▶ _Work item_: Your task is to copy all of the data exactly.

(Stored data entries)
=====

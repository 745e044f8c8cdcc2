use std::collections::HashMap;

use serde::{Deserialize, Serialize};
use tracing::debug;

use crate::tree::element_model::{ElementTree, NodeId};
use crate::tree::element_type::ElementType;

/// Ordinal placeholder when a node is missing from its own sibling list.
pub const INVALID_INDEX_SENTINEL: &str = "<invalid-index>";

/// Ordinal placeholder when no same-type siblings could be computed.
pub const AMBIGUOUS_SENTINEL: &str = "<ambiguous>";

/// One representable element and the expression that relocates it.
#[derive(Debug, Clone, PartialEq, Serialize, Deserialize)]
pub struct LocatorEntry {
    pub handle: u64,
    pub element_type: ElementType,
    pub path: String,

    /// Another element produced the same path
    pub duplicate: bool,
}

/// Turns tree nodes into locator expressions such as
/// `app.tables.cells["row-3"].buttons.element(boundBy: 1)`.
pub struct PathGenerator<'a> {
    tree: &'a ElementTree,
    app_name: String,
}

impl<'a> PathGenerator<'a> {
    pub fn new(tree: &'a ElementTree, app_name: impl Into<String>) -> Self {
        Self {
            tree,
            app_name: app_name.into(),
        }
    }

    /// Locator for `target`, or `None` when it can't be expressed.
    ///
    /// The root and the main window collapse into the application name.
    /// Untyped `Other` nodes without a key are skipped on the way down; a
    /// target that is itself such a node has no path.
    pub fn path_for(&self, target: NodeId) -> Option<String> {
        let chain = self.tree.ancestry(target);
        let mut path = self.app_name.clone();

        for id in chain.into_iter().skip(1) {
            let node = self.tree.node(id);
            if node.is_main_window {
                continue;
            }
            if is_transparent(self.tree, id) {
                if id == target {
                    debug!(handle = node.handle, "no locator for untyped element");
                    return None;
                }
                continue;
            }

            path.push('.');
            path.push_str(&node.element_type.plural());
            path.push_str(&self.index_segment(id));
        }

        Some(path)
    }

    /// Locators for every representable node, in input order.
    pub fn generate_all(&self) -> Vec<LocatorEntry> {
        let mut entries: Vec<LocatorEntry> = self
            .tree
            .ids()
            .filter_map(|id| {
                let node = self.tree.node(id);
                self.path_for(id).map(|path| LocatorEntry {
                    handle: node.handle,
                    element_type: node.element_type,
                    path,
                    duplicate: false,
                })
            })
            .collect();

        let mut counts: HashMap<String, usize> = HashMap::new();
        for e in &entries {
            *counts.entry(e.path.clone()).or_default() += 1;
        }
        for e in &mut entries {
            e.duplicate = counts.get(&e.path).is_some_and(|c| *c > 1);
        }

        entries
    }

    fn index_segment(&self, id: NodeId) -> String {
        let node = self.tree.node(id);
        if let Some(key) = node.index() {
            return format!("[\"{}\"]", escape_key(key));
        }

        let siblings = same_type_siblings(self.tree, id);
        match siblings.len() {
            0 => ordinal(AMBIGUOUS_SENTINEL),
            1 if siblings[0] == id => String::new(),
            _ => match siblings.iter().position(|s| *s == id) {
                Some(i) => ordinal(&i.to_string()),
                None => ordinal(INVALID_INDEX_SENTINEL),
            },
        }
    }
}

fn ordinal(index: &str) -> String {
    format!(".element(boundBy: {})", index)
}

fn escape_key(key: &str) -> String {
    key.replace('\\', "\\\\").replace('"', "\\\"")
}

fn is_transparent(tree: &ElementTree, id: NodeId) -> bool {
    let node = tree.node(id);
    node.element_type == ElementType::Other && node.index().is_none()
}

/// Children of `id`'s parent sharing its type, in input order.
fn same_type_siblings(tree: &ElementTree, id: NodeId) -> Vec<NodeId> {
    let element_type = tree.node(id).element_type;
    match tree.parent(id) {
        Some(parent) => tree
            .children(parent)
            .iter()
            .copied()
            .filter(|c| tree.node(*c).element_type == element_type)
            .collect(),
        None => vec![id],
    }
}
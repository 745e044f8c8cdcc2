pub mod element_model;
pub mod element_type;
pub mod line;
pub mod normalize;
pub mod parser;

=====

▶ _Expected answer_:
repository 745e044f8c8cdcc2
use std::collections::HashMap;

use serde::{Deserialize, Serialize};
use tracing::debug;

use crate::tree::element_model::{ElementTree, NodeId};
use crate::tree::element_type::ElementType;

/// Ordinal placeholder when a node is missing from its own sibling list.
pub const INVALID_INDEX_SENTINEL: &str = "<invalid-index>";

/// Ordinal placeholder when no same-type siblings could be computed.
pub const AMBIGUOUS_SENTINEL: &str = "<ambiguous>";

/// One representable element and the expression that relocates it.
#[derive(Debug, Clone, PartialEq, Serialize, Deserialize)]
pub struct LocatorEntry {
    pub handle: u64,
    pub element_type: ElementType,
    pub path: String,

    /// Another element produced the same path
    pub duplicate: bool,
}

/// Turns tree nodes into locator expressions such as
/// `app.tables.cells["row-3"].buttons.element(boundBy: 1)`.
pub struct PathGenerator<'a> {
    tree: &'a ElementTree,
    app_name: String,
}

impl<'a> PathGenerator<'a> {
    pub fn new(tree: &'a ElementTree, app_name: impl Into<String>) -> Self {
        Self {
            tree,
            app_name: app_name.into(),
        }
    }

    /// Locator for `target`, or `None` when it can't be expressed.
    ///
    /// The root and the main window collapse into the application name.
    /// Untyped `Other` nodes without a key are skipped on the way down; a
    /// target that is itself such a node has no path.
    pub fn path_for(&self, target: NodeId) -> Option<String> {
        let chain = self.tree.ancestry(target);
        let mut path = self.app_name.clone();

        for id in chain.into_iter().skip(1) {
            let node = self.tree.node(id);
            if node.is_main_window {
                continue;
            }
            if is_transparent(self.tree, id) {
                if id == target {
                    debug!(handle = node.handle, "no locator for untyped element");
                    return None;
                }
                continue;
            }

            path.push('.');
            path.push_str(&node.element_type.plural());
            path.push_str(&self.index_segment(id));
        }

        Some(path)
    }

    /// Locators for every representable node, in input order.
    pub fn generate_all(&self) -> Vec<LocatorEntry> {
        let mut entries: Vec<LocatorEntry> = self
            .tree
            .ids()
            .filter_map(|id| {
                let node = self.tree.node(id);
                self.path_for(id).map(|path| LocatorEntry {
                    handle: node.handle,
                    element_type: node.element_type,
                    path,
                    duplicate: false,
                })
            })
            .collect();

        let mut counts: HashMap<String, usize> = HashMap::new();
        for e in &entries {
            *counts.entry(e.path.clone()).or_default() += 1;
        }
        for e in &mut entries {
            e.duplicate = counts.get(&e.path).is_some_and(|c| *c > 1);
        }

        entries
    }

    fn index_segment(&self, id: NodeId) -> String {
        let node = self.tree.node(id);
        if let Some(key) = node.index() {
            return format!("[\"{}\"]", escape_key(key));
        }

        let siblings = same_type_siblings(self.tree, id);
        match siblings.len() {
            0 => ordinal(AMBIGUOUS_SENTINEL),
            1 if siblings[0] == id => String::new(),
            _ => match siblings.iter().position(|s| *s == id) {
                Some(i) => ordinal(&i.to_string()),
                None => ordinal(INVALID_INDEX_SENTINEL),
            },
        }
    }
}

fn ordinal(index: &str) -> String {
    format!(".element(boundBy: {})", index)
}

fn escape_key(key: &str) -> String {
    key.replace('\\', "\\\\").replace('"', "\\\"")
}

fn is_transparent(tree: &ElementTree, id: NodeId) -> bool {
    let node = tree.node(id);
    node.element_type == ElementType::Other && node.index().is_none()
}

/// Children of `id`'s parent sharing its type, in input order.
fn same_type_siblings(tree: &ElementTree, id: NodeId) -> Vec<NodeId> {
    let element_type = tree.node(id).element_type;
    match tree.parent(id) {
        Some(parent) => tree
            .children(parent)
            .iter()
            .copied()
            .filter(|c| tree.node(*c).element_type == element_type)
            .collect(),
        None => vec![id],
    }
}
repository 745e044f8c8cdcc2
pub mod element_model;
pub mod element_type;
pub mod line;
pub mod normalize;
pub mod parser;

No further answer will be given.